Таким образом, именно задержка наружного проявления является отличительным симптомом художественной эмоции при сохранении ее необычайной силы. Мы могли бы показать, что искусство есть центральная эмоция или эмоция, разрешающаяся преимущественно в коре головного мозга. Эмоции искусства суть умные эмоции. Вместо того чтобы проявиться в сжимании кулаков и в дрожи, они разрешаются преимущественно в образах фантазии. Дидро совершенно прав, когда говорит, что актер плачет настоящими слезами, но слезы его текут из мозга, и этим он выражает самую сущность художественной реакции как таковой. Однако с нахождением этого проблема остается еще далеко не решенной, потому что подобное же центральное разрешение мы можем представить себе и под протеканием обыкновенного чувства. Следовательно, в одном найденном признаке мы не можем видеть специфического отличия эстетической эмоции.
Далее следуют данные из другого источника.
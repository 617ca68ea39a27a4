//! Grid runtime: owns the column tree and row data, reacts to external
//! events, and keeps the three zone surfaces laid out, height-synced, and
//! flushed to the terminal.
//!
//! All recomputation is synchronous inside the triggering update; the only
//! deferred work is the row-height pass, which coalesces into the next
//! render so bursts of triggers produce a single measurement.

use std::collections::BTreeMap;
use std::io::Write;
use std::sync::{Arc, Mutex};
use std::time::{Duration, Instant};

use crossterm::event::{self, Event as CrosstermEvent, KeyCode, KeyEvent, KeyEventKind};
use serde_json::{Value, json};

use crate::column::{ColumnNode, ColumnTree, ColumnWidth, PinState};
use crate::error::Result;
use crate::geometry::Size;
use crate::header::{HeaderLevels, build_levels, max_header_depth};
use crate::layout::{TrackSize, distribute, natural_widths, solve_zone_rects};
use crate::logging::{LogLevel, Logger, event_with_fields, json_kv};
use crate::metrics::GridMetrics;
use crate::registry::SurfaceRegistry;
use crate::render::{
    CellRendererRegistry, GridRenderer, ZoneSurface, compose_surface, skeleton_rows,
};
use crate::sync::{RowHeightSync, RowSurface, SyncTrigger};
use crate::width::display_width;
use crate::zone::{Zone, partition};

/// Widest an auto column will grow from content alone.
const MAX_AUTO_NATURAL: u16 = 24;

/// Configuration knobs for the grid runtime.
#[derive(Clone)]
pub struct GridConfig {
    /// Placeholder rows substituted per zone while loading.
    pub skeleton_rows: usize,
    /// Record field carrying the stable per-row identity. Opaque to the
    /// engine; forwarded so embedders can diff rows.
    pub row_key: String,
    /// Interval between synthetic tick events in the live loop.
    pub tick_interval: Duration,
    /// Optional structured logger.
    pub logger: Option<Logger>,
    /// Metrics accumulator used for periodic snapshots.
    pub metrics: Option<Arc<Mutex<GridMetrics>>>,
    /// Interval between metrics snapshot emissions. Zero disables snapshots.
    pub metrics_interval: Duration,
    /// Target field used when emitting metrics snapshots.
    pub metrics_target: String,
}

impl Default for GridConfig {
    fn default() -> Self {
        Self {
            skeleton_rows: 20,
            row_key: "id".to_string(),
            tick_interval: Duration::from_millis(200),
            logger: None,
            metrics: None,
            metrics_interval: Duration::from_secs(5),
            metrics_target: "grid::runtime.metrics".to_string(),
        }
    }
}

impl GridConfig {
    pub fn enable_metrics(&mut self) {
        if self.metrics.is_none() {
            self.metrics = Some(Arc::new(Mutex::new(GridMetrics::new())));
        }
    }

    pub fn disable_metrics(&mut self) {
        self.metrics = None;
    }

    pub fn metrics_handle(&self) -> Option<Arc<Mutex<GridMetrics>>> {
        self.metrics.as_ref().map(Arc::clone)
    }
}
Пойдем дальше. Мы легко натолкнемся на обычное утверждение психологов, что существуют смешанные чувствования, и хотя некоторые авторы, как, например, Титченер, склонны отрицать существование таких смешанных эмоций, однако исследователи искусства указывают всегда на то, что искусство имеет дело именно со смешанными чувствами, эмоция вообще имеет некоторый общеорганический характер, недаром многие исследователи видели в ней внутриорганическую реакцию, в которой выражается как бы согласие или несогласие нашего организма с реакцией отправления отдельного органа. В эмоции как бы проявляется настоящая солидарность нашего организма. Очень хорошо это выражает Титченер, когда говорит: «Когда Отелло суров с Дездемоной, она извиняет его тем, что он расстроен государственными делами». «Если обжечь себе палец, – говорит она, – то это чувство боли передается и другим нашим здоровым членам» (103, с. 198). Здесь эмоция открывается именно как общеорганическая реакция и как отзыв всего организма на события, происходящие в отдельном органе. И отсюда понятно, что при таком общеорганическом характере эмоции искусство, которое не отталкивает, но привлекает нас к себе и все же заключает неприятное чувство, должно непременно иметь дело со смешанными чувствами. Мюллер-Фрейенфельс приводит в подтверждение этого мнение Сократа, переданное Платоном, о том, что задачей одного и того же человека должно быть писать комедии и трагедии (154, S. 203), настолько противоположность чувств кажется ему необходимо присущей эстетическому впечатлению. В своем анализе трагического чувства он прямо указывает на двойственность как на его основу и показывает, что трагическое есть невозможная проблема, если ставить ее объективно, без психологического обоснования, именно потому, что основой трагического является двойственность подавленности и возбуждения (154, S. 227). Несмотря на угнетающий характер трагического впечатления, «в своем целом трагическое впечатление представляет один из самых высоких подъемов, на которые способна человеческая природа, потому что через духовное преодоление глубочайшей боли возникает чувство триумфа, не имеющее себе равного» (154, S. 229).